'''
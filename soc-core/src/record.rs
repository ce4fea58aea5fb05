//! Ordered row records
//!
//! A [`Record`] is one database row keyed by column name. Keys keep the
//! order in which columns were declared by the query, and serialize in that
//! order.

use serde::{Deserialize, Serialize};
use serde_json::{Map, Value};

/// One row as an ordered column-name to value mapping.
#[derive(Debug, Clone, Default, PartialEq, Serialize, Deserialize)]
#[serde(transparent)]
pub struct Record(Map<String, Value>);

impl Record {
    pub fn new() -> Self {
        Self(Map::new())
    }

    pub fn with_capacity(capacity: usize) -> Self {
        Self(Map::with_capacity(capacity))
    }

    /// Set a column value.
    ///
    /// A column name seen twice keeps its first position and takes the last
    /// value, which is what a join selecting two same-named columns yields.
    pub fn insert(&mut self, column: impl Into<String>, value: Value) -> Option<Value> {
        self.0.insert(column.into(), value)
    }

    pub fn get(&self, column: &str) -> Option<&Value> {
        self.0.get(column)
    }

    /// Column names in declaration order.
    pub fn columns(&self) -> impl Iterator<Item = &str> {
        self.0.keys().map(String::as_str)
    }

    pub fn len(&self) -> usize {
        self.0.len()
    }

    pub fn is_empty(&self) -> bool {
        self.0.is_empty()
    }

}

impl From<Map<String, Value>> for Record {
    fn from(map: Map<String, Value>) -> Self {
        Self(map)
    }
}

impl From<Record> for Value {
    fn from(record: Record) -> Self {
        Value::Object(record.0)
    }
}

impl<K: Into<String>> FromIterator<(K, Value)> for Record {
    fn from_iter<I: IntoIterator<Item = (K, Value)>>(iter: I) -> Self {
        let mut record = Record::new();
        for (column, value) in iter {
            record.insert(column, value);
        }
        record
    }
}

impl IntoIterator for Record {
    type Item = (String, Value);
    type IntoIter = serde_json::map::IntoIter;

    fn into_iter(self) -> Self::IntoIter {
        self.0.into_iter()
    }
}
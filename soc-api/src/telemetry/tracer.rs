//! Tracing Subscriber Initialization

use tracing_subscriber::{layer::SubscriberExt, util::SubscriberInitExt, EnvFilter};

use crate::error::{ApiError, ApiResult};

/// Filter used when `RUST_LOG` is unset.
pub const DEFAULT_FILTER: &str = "soc_api=debug,soc_storage=debug,tower_http=info,info";

/// Log line format.
#[derive(Debug, Clone, Copy, PartialEq, Eq)]
pub enum LogFormat {
    Json,
    Pretty,
}

impl LogFormat {
    /// `pretty` selects human output; anything else is JSON.
    pub fn parse(value: &str) -> Self {
        if value.trim().eq_ignore_ascii_case("pretty") {
            LogFormat::Pretty
        } else {
            LogFormat::Json
        }
    }
}

/// Telemetry configuration from environment variables.
#[derive(Debug, Clone)]
pub struct TelemetryConfig {
    /// Service name attached to the startup log line
    pub service_name: String,
    /// Service version
    pub service_version: String,
    /// `SOC_LOG_FORMAT`
    pub log_format: LogFormat,
}

impl Default for TelemetryConfig {
    fn default() -> Self {
        Self {
            service_name: "soc-api".to_string(),
            service_version: env!("CARGO_PKG_VERSION").to_string(),
            log_format: LogFormat::Json,
        }
    }
}

impl TelemetryConfig {
    pub fn from_env() -> Self {
        Self::from_lookup(|key| std::env::var(key).ok())
    }

    pub fn from_lookup(lookup: impl Fn(&str) -> Option<String>) -> Self {
        Self {
            log_format: lookup("SOC_LOG_FORMAT")
                .map(|value| LogFormat::parse(&value))
                .unwrap_or(LogFormat::Json),
            ..Self::default()
        }
    }
}

/// Install the global tracing subscriber.
///
/// Call once at startup, before anything logs.
pub fn init_tracing(config: &TelemetryConfig) -> ApiResult<()> {
    let env_filter =
        EnvFilter::try_from_default_env().unwrap_or_else(|_| EnvFilter::new(DEFAULT_FILTER));

    let registry = tracing_subscriber::registry().with(env_filter);
    let result = match config.log_format {
        LogFormat::Json => registry
            .with(tracing_subscriber::fmt::layer().json())
            .try_init(),
        LogFormat::Pretty => registry
            .with(tracing_subscriber::fmt::layer().pretty())
            .try_init(),
    };
    result.map_err(|e| ApiError::internal_error(format!("Failed to init subscriber: {}", e)))?;

    tracing::info!(
        service_name = %config.service_name,
        service_version = %config.service_version,
        log_format = ?config.log_format,
        "Telemetry initialized"
    );

    Ok(())
}
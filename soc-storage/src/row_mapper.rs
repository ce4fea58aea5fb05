//! Row to record mapping
//!
//! Keys come from the statement's column metadata, in declaration order.
//! Column names repeated by a query are not disambiguated: the later value
//! replaces the earlier one in the earlier position.

use base64::{engine::general_purpose::STANDARD, Engine as _};
use rusqlite::types::ValueRef;
use rusqlite::{Params, Row, Rows, Statement};
use serde_json::{Number, Value};
use soc_core::{Record, StoreError, StoreResult};

use crate::db_error;

/// Column names of a prepared statement, in declaration order.
pub fn column_names(stmt: &Statement<'_>) -> Vec<String> {
    stmt.column_names().into_iter().map(str::to_owned).collect()
}

/// Convert one row into a [`Record`] keyed by `columns`.
pub fn dictify_row(columns: &[String], row: &Row<'_>) -> StoreResult<Record> {
    let mut record = Record::with_capacity(columns.len());
    for (idx, column) in columns.iter().enumerate() {
        let value = row.get_ref(idx).map_err(db_error)?;
        record.insert(column.as_str(), to_json(column, value)?);
    }
    Ok(record)
}

/// Run `stmt` and map its rows lazily, one [`Record`] per row.
///
/// Rows are stepped only as the iterator is advanced. Step and decode
/// failures are yielded, after which the iterator is exhausted.
pub fn dictify_rows<'stmt, P: Params>(
    stmt: &'stmt mut Statement<'_>,
    params: P,
) -> StoreResult<RecordRows<'stmt>> {
    let columns = column_names(stmt);
    let rows = stmt.query(params).map_err(db_error)?;
    Ok(RecordRows {
        rows,
        columns,
        failed: false,
    })
}

/// Lazy sequence of records over an executing statement.
pub struct RecordRows<'stmt> {
    rows: Rows<'stmt>,
    columns: Vec<String>,
    failed: bool,
}

impl RecordRows<'_> {
    pub fn columns(&self) -> &[String] {
        &self.columns
    }
}

impl Iterator for RecordRows<'_> {
    type Item = StoreResult<Record>;

    fn next(&mut self) -> Option<Self::Item> {
        if self.failed {
            return None;
        }

        let item = match self.rows.next() {
            Ok(Some(row)) => dictify_row(&self.columns, row),
            Ok(None) => return None,
            Err(err) => Err(db_error(err)),
        };

        self.failed = item.is_err();
        Some(item)
    }
}

fn to_json(column: &str, value: ValueRef<'_>) -> StoreResult<Value> {
    match value {
        ValueRef::Null => Ok(Value::Null),
        ValueRef::Integer(value) => Ok(Value::from(value)),
        ValueRef::Real(value) => Ok(Number::from_f64(value)
            .map(Value::Number)
            .unwrap_or(Value::Null)),
        ValueRef::Text(bytes) => std::str::from_utf8(bytes)
            .map(|text| Value::String(text.to_owned()))
            .map_err(|err| StoreError::Decode {
                column: column.to_owned(),
                reason: err.to_string(),
            }),
        ValueRef::Blob(bytes) => Ok(Value::String(STANDARD.encode(bytes))),
    }
}

#[cfg(test)]
mod tests {
    use super::*;
    use rusqlite::Connection;
    use serde_json::json;

    fn collect(conn: &Connection, sql: &str) -> StoreResult<Vec<Record>> {
        let mut stmt = conn.prepare(sql).map_err(db_error)?;
        let rows = dictify_rows(&mut stmt, [])?;
        let records = rows.collect::<StoreResult<Vec<_>>>()?;
        Ok(records)
    }

    #[test]
    fn test_keys_follow_select_order() -> Result<(), Box<dyn std::error::Error>> {
        let conn = Connection::open_in_memory()?;
        let records = collect(&conn, "SELECT 3 AS zeta, 'x' AS alpha, NULL AS mu")?;

        assert_eq!(records.len(), 1);
        let columns: Vec<&str> = records[0].columns().collect();
        assert_eq!(columns, vec!["zeta", "alpha", "mu"]);
        assert_eq!(records[0].get("zeta"), Some(&json!(3)));
        assert_eq!(records[0].get("alpha"), Some(&json!("x")));
        assert_eq!(records[0].get("mu"), Some(&Value::Null));
        Ok(())
    }

    #[test]
    fn test_duplicate_columns_last_wins() -> Result<(), Box<dyn std::error::Error>> {
        let conn = Connection::open_in_memory()?;
        let records = collect(&conn, "SELECT 'DrugA' AS drug, 'red' AS color, 'DrugB' AS drug")?;

        let columns: Vec<&str> = records[0].columns().collect();
        assert_eq!(columns, vec!["drug", "color"]);
        assert_eq!(records[0].get("drug"), Some(&json!("DrugB")));
        Ok(())
    }

    #[test]
    fn test_storage_classes() -> Result<(), Box<dyn std::error::Error>> {
        let conn = Connection::open_in_memory()?;
        let records = collect(&conn, "SELECT 1.5 AS real_value, x'00ff10' AS blob_value")?;

        assert_eq!(records[0].get("real_value"), Some(&json!(1.5)));
        assert_eq!(records[0].get("blob_value"), Some(&json!("AP8Q")));
        Ok(())
    }

    #[test]
    fn test_rows_keep_engine_order() -> Result<(), Box<dyn std::error::Error>> {
        let conn = Connection::open_in_memory()?;
        conn.execute_batch(
            "CREATE TABLE t (n INTEGER);
             INSERT INTO t VALUES (3);
             INSERT INTO t VALUES (1);
             INSERT INTO t VALUES (2);",
        )?;
        let records = collect(&conn, "SELECT n FROM t ORDER BY rowid")?;
        let values: Vec<&Value> = records.iter().filter_map(|r| r.get("n")).collect();
        assert_eq!(values, vec![&json!(3), &json!(1), &json!(2)]);
        Ok(())
    }

    #[test]
    fn test_invalid_utf8_is_decode_error() -> Result<(), Box<dyn std::error::Error>> {
        let conn = Connection::open_in_memory()?;
        let result = collect(&conn, "SELECT CAST(x'ff' AS TEXT) AS broken");

        match result {
            Err(StoreError::Decode { column, .. }) => assert_eq!(column, "broken"),
            other => panic!("expected decode error, got {:?}", other),
        }
        Ok(())
    }

    #[test]
    fn test_empty_result() -> Result<(), Box<dyn std::error::Error>> {
        let conn = Connection::open_in_memory()?;
        let mut stmt = conn.prepare("SELECT 1 AS one WHERE 0")?;
        let rows = dictify_rows(&mut stmt, [])?;
        assert_eq!(rows.columns(), ["one".to_string()]);
        assert_eq!(rows.count(), 0);
        Ok(())
    }

    #[test]
    fn test_iteration_is_lazy() -> Result<(), Box<dyn std::error::Error>> {
        let conn = Connection::open_in_memory()?;
        conn.execute_batch(
            "CREATE TABLE t (n INTEGER);
             INSERT INTO t VALUES (1);
             INSERT INTO t VALUES (2);",
        )?;
        let mut stmt = conn.prepare("SELECT n FROM t ORDER BY n")?;
        let mut rows = dictify_rows(&mut stmt, [])?;

        let first = rows.next().transpose()?;
        assert_eq!(first.and_then(|r| r.get("n").cloned()), Some(json!(1)));
        drop(rows);
        Ok(())
    }
}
'''
● **TASK GOAL**:
Proceeding from the line containing "to value mapping." through the line containing "same-named columns yields.", transcribe the lines above exactly, both end lines included.

● **TASK ANSWER**:
/// One row as an ordered column-name to value mapping.
#[derive(Debug, Clone, Default, PartialEq, Serialize, Deserialize)]
#[serde(transparent)]
pub struct Record(Map<String, Value>);

impl Record {
    pub fn new() -> Self {
        Self(Map::new())
    }

    pub fn with_capacity(capacity: usize) -> Self {
        Self(Map::with_capacity(capacity))
    }

    /// Set a column value.
    ///
    /// A column name seen twice keeps its first position and takes the last
    /// value, which is what a join selecting two same-named columns yields.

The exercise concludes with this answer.